*Problem details*.
When the line containing "status, headers, body" appears in the entries below, begin printing there and stop after the line containing "let mut max_similarity"; print each of those lines exactly and no other line.

[Items listed in a dataset]
%%
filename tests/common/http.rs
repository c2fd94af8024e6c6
use axum::body::{to_bytes, Body};
use axum::http::{header, HeaderMap, Method, Request, StatusCode};
use axum::Router;
use serde_json::Value;
use tower::util::ServiceExt;

/// Buffered response: status, headers and the body parsed as JSON
/// (`Value::Null` when the body is empty).
pub struct TestResponse {
    pub status: StatusCode,
    pub headers: HeaderMap,
    pub body: Value,
}

impl TestResponse {
    pub fn data(&self) -> &Value {
        &self.body["data"]
    }

    pub fn assert_ok(&self) -> &Value {
        assert!(self.status.is_success(), "unexpected {}: {}", self.status, self.body);
        assert_eq!(self.body["success"], true);
        self.data()
    }

    pub fn assert_error(&self, status: StatusCode, code: &str) {
        assert_eq!(self.status, status, "body: {}", self.body);
        assert_eq!(self.body["success"], false);
        assert_eq!(self.body["code"], code);
        assert!(self.body["message"].is_string());
    }
}

pub async fn get(app: &Router, path: &str) -> TestResponse {
    let req = Request::builder()
        .method(Method::GET)
        .uri(path)
        .body(Body::empty())
        .unwrap();
    send(app, req).await
}

pub async fn post_json(app: &Router, path: &str, body: &Value) -> TestResponse {
    post_raw(app, path, "application/json", body.to_string()).await
}

pub async fn post_raw(app: &Router, path: &str, content_type: &str, body: impl Into<Body>) -> TestResponse {
    let req = Request::builder()
        .method(Method::POST)
        .uri(path)
        .header(header::CONTENT_TYPE, content_type)
        .body(body.into())
        .unwrap();
    send(app, req).await
}

async fn send(app: &Router, req: Request<Body>) -> TestResponse {
    let resp = app.clone().oneshot(req).await.unwrap();
    let status = resp.status();
    let headers = resp.headers().clone();
    let bytes = to_bytes(resp.into_body(), usize::MAX).await.unwrap();
    let body = if bytes.is_empty() {
        Value::Null
    } else {
        serde_json::from_slice(&bytes).unwrap_or_else(|_| Value::String(String::from_utf8_lossy(&bytes).into_owned()))
    };
    TestResponse { status, headers, body }
}
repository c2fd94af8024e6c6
//! Discriminator: keeps near-synonyms of the target out of the trap options.

use crate::survey::config::FairnessConfig;
use crate::survey::lexicon::{LexicalStore, Sense};

#[derive(Debug, Clone, Copy, PartialEq)]
pub enum Verdict {
    Admitted { max_similarity: f64 },
    TooSimilar { similarity: f64 },
    /// Similarity could not be computed against at least one target sense.
    Unverifiable,
}

impl Verdict {
    pub fn is_admitted(&self) -> bool {
        matches!(self, Self::Admitted { .. })
    }
}

pub struct Discriminator<'a> {
    lexicon: &'a dyn LexicalStore,
    threshold: f64,
}

impl<'a> Discriminator<'a> {
    pub fn new(lexicon: &'a dyn LexicalStore, config: &FairnessConfig) -> Self {
        Self {
            lexicon,
            threshold: config.similarity_threshold,
        }
    }

    pub fn threshold(&self) -> f64 {
        self.threshold
    }

    /// A candidate passes only if it is strictly below the threshold against
    /// every target sense.
    pub fn judge(&self, targets: &[&Sense], candidate: &Sense) -> Verdict {
        let mut max_similarity = f64::NEG_INFINITY;
        for target in targets {
            match self.lexicon.similarity(target, candidate) {
                Some(sim) if sim >= self.threshold => {
                    return Verdict::TooSimilar { similarity: sim };
                }
                Some(sim) => max_similarity = max_similarity.max(sim),
                None => return Verdict::Unverifiable,
            }
        }
        if targets.is_empty() {
            return Verdict::Unverifiable;
        }
        Verdict::Admitted { max_similarity }
    }

    /// Filters candidates in order, keeping at most `limit` admitted senses.
    pub fn filter<'s>(
        &self,
        targets: &[&Sense],
        candidates: impl IntoIterator<Item = &'s Sense>,
        limit: usize,
    ) -> Vec<&'s Sense> {
        let mut admitted = Vec::with_capacity(limit);
        let mut rejected = 0usize;
        for candidate in candidates {
            if admitted.len() >= limit {
                break;
            }
            if self.judge(targets, candidate).is_admitted() {
                admitted.push(candidate);
            } else {
                rejected += 1;
            }
        }
        if rejected > 0 {
            tracing::debug!(rejected, admitted = admitted.len(), "Fairness filter rejected trap candidates");
        }
        admitted
    }
}
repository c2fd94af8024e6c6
pub mod keys;
pub mod migrate;
pub mod operations;
pub mod trees;

use serde::de::DeserializeOwned;
use serde::Serialize;
use sled::Db;
use thiserror::Error;

#[derive(Debug)]
pub struct Store {
    db: Db,
    pub survey_sessions: sled::Tree,
    pub survey_reports: sled::Tree,
    pub lexicon_words: sled::Tree,
    pub meta: sled::Tree,
}

#[derive(Debug, Error)]
pub enum StoreError {
    #[error("sled error: {0}")]
    Sled(#[from] sled::Error),
    #[error("serialization error: {0}")]
    Serialization(#[from] serde_json::Error),
    #[error("io error: {0}")]
    Io(#[from] std::io::Error),
    #[error("validation error: {0}")]
    Validation(String),
    #[error("migration error at version {version}: {message}")]
    Migration { version: u32, message: String },
}

impl Store {
    pub fn open(sled_path: &str) -> Result<Self, StoreError> {
        let db = sled::open(sled_path)?;
        let survey_sessions = db.open_tree(trees::SURVEY_SESSIONS)?;
        let survey_reports = db.open_tree(trees::SURVEY_REPORTS)?;
        let lexicon_words = db.open_tree(trees::LEXICON_WORDS)?;
        let meta = db.open_tree(trees::META)?;

        Ok(Self {
            db,
            survey_sessions,
            survey_reports,
            lexicon_words,
            meta,
        })
    }

    pub fn run_migrations(&self) -> Result<(), StoreError> {
        migrate::run(self)
    }

    /// Cheap read used by health probes; fails when sled cannot serve reads.
    pub fn ping(&self) -> Result<u32, StoreError> {
        migrate::get_current_version(self)
    }

    pub fn flush(&self) -> Result<(), StoreError> {
        self.db.flush()?;
        Ok(())
    }

    pub(crate) fn serialize<T: Serialize>(value: &T) -> Result<Vec<u8>, StoreError> {
        Ok(serde_json::to_vec(value)?)
    }

    pub(crate) fn deserialize<T: DeserializeOwned>(bytes: &[u8]) -> Result<T, StoreError> {
        Ok(serde_json::from_slice(bytes)?)
    }
}

#[cfg(test)]
mod tests {
    use super::*;

    #[test]
    fn ping_reports_schema_version() {
        let dir = tempfile::tempdir().unwrap();
        let store = Store::open(dir.path().join("db").to_str().unwrap()).unwrap();
        assert_eq!(store.ping().unwrap(), 0);
        store.run_migrations().unwrap();
        assert_eq!(store.ping().unwrap(), 2);
    }
}
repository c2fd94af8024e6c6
/// 请求体上限：答题请求很小，2 MiB 足够
pub const MAX_BODY_SIZE: usize = 2 * 1024 * 1024;

/// 单次答题中允许的最大选项数
pub const MAX_SELECTED_OPTIONS: usize = 16;

/// 客户端上报的作答耗时上限（毫秒），超出视为异常输入
pub const MAX_REPORTED_ELAPSED_MS: u64 = 3_600_000;
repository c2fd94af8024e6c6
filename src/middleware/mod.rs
pub mod request_id;
//! Leader-only background maintenance on a cron schedule.

pub mod report_cleanup;
pub mod session_cleanup;

use std::sync::atomic::{AtomicBool, Ordering};
use std::sync::Arc;
use std::time::Duration;

use thiserror::Error;
use tokio::sync::broadcast;
use tokio_cron_scheduler::{Job, JobScheduler, JobSchedulerError};

use crate::config::{RetentionConfig, WorkerConfig};
use crate::store::Store;

/// Upper bound for a single job invocation.
const WORKER_TIMEOUT: Duration = Duration::from_secs(300);

/// Grace period between the shutdown signal and scheduler teardown.
#[cfg(test)]
const DRAIN_TIMEOUT: Duration = Duration::from_millis(10);
#[cfg(not(test))]
const DRAIN_TIMEOUT: Duration = Duration::from_secs(30);

#[derive(Debug, Error)]
pub enum WorkerError {
    #[error("scheduler error: {0}")]
    Scheduler(#[from] JobSchedulerError),
}

#[derive(Debug, Clone, Copy, PartialEq, Eq, Hash)]
pub enum WorkerName {
    SessionCleanup,
    ReportCleanup,
}

impl WorkerName {
    pub const ALL: [WorkerName; 2] = [Self::SessionCleanup, Self::ReportCleanup];

    pub fn as_str(self) -> &'static str {
        match self {
            Self::SessionCleanup => "session_cleanup",
            Self::ReportCleanup => "report_cleanup",
        }
    }

    /// Six-field cron expression (with seconds).
    pub fn cron(self) -> &'static str {
        match self {
            // 每小时整点
            Self::SessionCleanup => "0 0 * * * *",
            // 每天 03:30
            Self::ReportCleanup => "0 30 3 * * *",
        }
    }
}

#[derive(Debug, Clone, PartialEq, Eq)]
pub struct JobSpec {
    pub name: WorkerName,
    pub cron: &'static str,
    pub enabled: bool,
}

pub struct WorkerManager {
    store: Arc<Store>,
    shutdown_rx: broadcast::Receiver<()>,
    is_leader: bool,
    retention: RetentionConfig,
}

impl WorkerManager {
    pub fn new(
        store: Arc<Store>,
        shutdown_rx: broadcast::Receiver<()>,
        config: &WorkerConfig,
        retention: &RetentionConfig,
    ) -> Self {
        Self {
            store,
            shutdown_rx,
            is_leader: config.is_leader,
            retention: retention.clone(),
        }
    }

    /// Jobs this instance would schedule. Followers schedule nothing.
    pub fn planned_jobs(&self) -> Vec<JobSpec> {
        if !self.is_leader {
            return Vec::new();
        }
        WorkerName::ALL
            .into_iter()
            .map(|name| JobSpec {
                name,
                cron: name.cron(),
                enabled: match name {
                    WorkerName::SessionCleanup => true,
                    WorkerName::ReportCleanup => self.retention.report_ttl_days > 0,
                },
            })
            .collect()
    }

    /// Runs the scheduler until the shutdown channel fires.
    pub async fn start(mut self) -> Result<(), WorkerError> {
        if !self.is_leader {
            tracing::info!("Not the worker leader, background jobs disabled");
            return Ok(());
        }

        let mut scheduler = JobScheduler::new().await?;
        for spec in self.planned_jobs() {
            if !spec.enabled {
                tracing::info!(worker = spec.name.as_str(), "Worker disabled by config");
                continue;
            }
            self.schedule(&scheduler, &spec).await;
        }
        scheduler.start().await?;
        tracing::info!("Worker manager started");

        let _ = self.shutdown_rx.recv().await;
        tracing::info!(drain_secs = DRAIN_TIMEOUT.as_secs(), "Worker manager draining");
        tokio::time::sleep(DRAIN_TIMEOUT).await;
        scheduler.shutdown().await?;
        Ok(())
    }

    async fn schedule(&self, scheduler: &JobScheduler, spec: &JobSpec) {
        let store = self.store.clone();
        let name = spec.name;
        let report_ttl_days = self.retention.report_ttl_days;

        let added = add_guarded_job(scheduler, spec.cron, name.as_str(), move || {
            let store = store.clone();
            async move {
                match name {
                    WorkerName::SessionCleanup => session_cleanup::run(&store).await,
                    WorkerName::ReportCleanup => report_cleanup::run(&store, report_ttl_days).await,
                }
            }
        })
        .await;

        match added {
            Ok(()) => tracing::info!(worker = name.as_str(), cron = spec.cron, "Registered worker"),
            Err(e) => tracing::error!(worker = name.as_str(), cron = spec.cron, error = %e, "Failed to register worker"),
        }
    }
}

/// Marks a job as running; cleared on drop so a panicking or timed-out run
/// never blocks the next tick.
struct RunGuard(Arc<AtomicBool>);

impl RunGuard {
    fn try_acquire(flag: &Arc<AtomicBool>) -> Option<Self> {
        flag.compare_exchange(false, true, Ordering::AcqRel, Ordering::Acquire)
            .ok()
            .map(|_| Self(flag.clone()))
    }
}

impl Drop for RunGuard {
    fn drop(&mut self) {
        self.0.store(false, Ordering::Release);
    }
}

/// Schedules `run` so that overlapping ticks are skipped and every run is
/// bounded by [`WORKER_TIMEOUT`].
async fn add_guarded_job<Fut, F>(
    scheduler: &JobScheduler,
    cron: &str,
    name: &'static str,
    mut run: F,
) -> Result<(), WorkerError>
where
    F: FnMut() -> Fut + Send + Sync + 'static,
    Fut: std::future::Future<Output = ()> + Send + 'static,
{
    let running = Arc::new(AtomicBool::new(false));

    let job = Job::new_async(cron, move |_uuid, _lock| {
        let Some(guard) = RunGuard::try_acquire(&running) else {
            tracing::warn!(worker = name, "Previous run still in progress, skipping tick");
            return Box::pin(async {});
        };

        let fut = run();
        Box::pin(async move {
            let _guard = guard;
            if tokio::time::timeout(WORKER_TIMEOUT, fut).await.is_err() {
                tracing::error!(worker = name, timeout_secs = WORKER_TIMEOUT.as_secs(), "Worker timed out");
            }
        })
    })?;
    scheduler.add(job).await?;
    Ok(())
}
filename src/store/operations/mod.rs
pub mod lexicon;
pub mod survey_reports;
pub mod survey_sessions;
use std::collections::HashSet;

use vocab_survey::store::Store;
use vocab_survey::survey::challenge::UNKNOWN_OPTION_ID;
use vocab_survey::survey::lexicon::{RankedWord, Sense};
use vocab_survey::survey::types::{
    AnswerSubmission, ChallengePayload, ProficiencyHint, StepOutcome, SurveySession,
    TriMetricReport,
};
use vocab_survey::survey::{Lexicon, SurveyConfig, SurveyEngine};

pub const LEXICON_SIZE: u32 = 8000;
pub const EMBEDDING_DIM: usize = 8;

/// `w2001` carries a secondary sense with exactly the embedding of `w2000`'s
/// only sense. It must never be offered as a trap when `w2000` is asked.
pub const NEAR_SYNONYM_TARGET: &str = "w2000";
pub const NEAR_SYNONYM_SENSE: &str = "w2001-near";

/// Deterministic pseudo-random embedding.
pub fn embedding(seed: u32) -> Vec<f32> {
    (0..EMBEDDING_DIM as u32)
        .map(|i| {
            let x = seed
                .wrapping_mul(2_654_435_761)
                .wrapping_add(i.wrapping_mul(40_503))
                .rotate_left(i + 7)
                .wrapping_mul(2_246_822_519);
            (x % 2000) as f32 / 1000.0 - 1.0
        })
        .collect()
}

fn sense(id: String, definition: String, usage_ratio: f64, seed: u32) -> Sense {
    Sense {
        id,
        definition,
        usage_ratio,
        embedding: Some(embedding(seed)),
    }
}

/// One word per rank. Every third word has two senses (70/30 usage) and every
/// word is confusable with its two neighbours on each side.
pub fn synthetic_words(max_rank: u32) -> Vec<RankedWord> {
    (1..=max_rank)
        .map(|rank| {
            let mut senses = if rank % 3 == 0 {
                vec![
                    sense(format!("w{rank}-s1"), format!("primary meaning of word{rank}"), 0.7, rank),
                    sense(
                        format!("w{rank}-s2"),
                        format!("secondary meaning of word{rank}"),
                        0.3,
                        rank + 100_000,
                    ),
                ]
            } else {
                vec![sense(format!("w{rank}-s1"), format!("meaning of word{rank}"), 1.0, rank)]
            };
            if rank == 2001 {
                senses.push(sense(
                    NEAR_SYNONYM_SENSE.to_string(),
                    "a near-synonym of word2000".to_string(),
                    0.1,
                    2000,
                ));
            }

            let confusables = [rank.saturating_sub(2), rank.saturating_sub(1), rank + 1, rank + 2]
                .into_iter()
                .filter(|r| *r >= 1 && *r <= max_rank && *r != rank)
                .map(|r| format!("w{r}"))
                .collect();

            RankedWord {
                id: format!("w{rank}"),
                text: format!("word{rank}"),
                rank,
                senses,
                confusables,
            }
        })
        .collect()
}

pub fn synthetic_lexicon(max_rank: u32) -> Lexicon {
    Lexicon::from_words(synthetic_words(max_rank))
}

pub fn seed_lexicon(store: &Store, max_rank: u32) -> usize {
    store
        .import_lexicon_words(&synthetic_words(max_rank))
        .expect("import synthetic lexicon")
}

/// Knows every word up to `vocabulary` plus an explicit set of lucky words,
/// and never knows the explicitly unlucky ones.
#[derive(Debug, Clone, Default)]
pub struct SimulatedTaker {
    pub vocabulary: u32,
    pub lucky: HashSet<String>,
    pub unlucky: HashSet<String>,
}

impl SimulatedTaker {
    pub fn with_vocabulary(vocabulary: u32) -> Self {
        Self {
            vocabulary,
            ..Self::default()
        }
    }

    pub fn knows(&self, challenge: &ChallengePayload) -> bool {
        if self.unlucky.contains(&challenge.word_id) {
            return false;
        }
        self.lucky.contains(&challenge.word_id) || challenge.word_rank <= self.vocabulary
    }

    pub fn answer(&self, challenge: &ChallengePayload) -> AnswerSubmission {
        let selected = if self.knows(challenge) {
            challenge.target_ids().into_iter().map(String::from).collect()
        } else {
            vec![UNKNOWN_OPTION_ID.to_string()]
        };
        AnswerSubmission {
            challenge_id: challenge.challenge_id.clone(),
            selected,
            elapsed_ms: 2_000,
        }
    }
}

pub struct SurveyRun {
    pub session: SurveySession,
    pub report: TriMetricReport,
    pub challenges: Vec<ChallengePayload>,
    /// Session state after every step, in order
    pub steps: Vec<SurveySession>,
}

pub fn run_survey(
    engine: &SurveyEngine,
    lexicon: &Lexicon,
    session_id: &str,
    hint: Option<ProficiencyHint>,
    taker: &SimulatedTaker,
) -> SurveyRun {
    let (mut session, mut challenge) = engine.start(lexicon, session_id, hint).expect("start");
    let mut challenges = vec![challenge.clone()];
    let mut steps = Vec::new();

    loop {
        let outcome = engine
            .next(lexicon, &session, &taker.answer(&challenge))
            .expect("next");
        steps.push(outcome.session().clone());
        match outcome {
            StepOutcome::Continue {
                session: s,
                challenge: c,
            } => {
                session = s;
                challenge = c;
                challenges.push(challenge.clone());
            }
            StepOutcome::Complete { session, report } => {
                return SurveyRun {
                    session,
                    report,
                    challenges,
                    steps,
                };
            }
        }
    }
}

pub fn default_engine() -> SurveyEngine {
    SurveyEngine::new(SurveyConfig::default()).expect("default config is valid")
}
%%
*Task result*.
    TestResponse { status, headers, body }
}
repository c2fd94af8024e6c6
//! Discriminator: keeps near-synonyms of the target out of the trap options.

use crate::survey::config::FairnessConfig;
use crate::survey::lexicon::{LexicalStore, Sense};

#[derive(Debug, Clone, Copy, PartialEq)]
pub enum Verdict {
    Admitted { max_similarity: f64 },
    TooSimilar { similarity: f64 },
    /// Similarity could not be computed against at least one target sense.
    Unverifiable,
}

impl Verdict {
    pub fn is_admitted(&self) -> bool {
        matches!(self, Self::Admitted { .. })
    }
}

pub struct Discriminator<'a> {
    lexicon: &'a dyn LexicalStore,
    threshold: f64,
}

impl<'a> Discriminator<'a> {
    pub fn new(lexicon: &'a dyn LexicalStore, config: &FairnessConfig) -> Self {
        Self {
            lexicon,
            threshold: config.similarity_threshold,
        }
    }

    pub fn threshold(&self) -> f64 {
        self.threshold
    }

    /// A candidate passes only if it is strictly below the threshold against
    /// every target sense.
    pub fn judge(&self, targets: &[&Sense], candidate: &Sense) -> Verdict {
        let mut max_similarity = f64::NEG_INFINITY;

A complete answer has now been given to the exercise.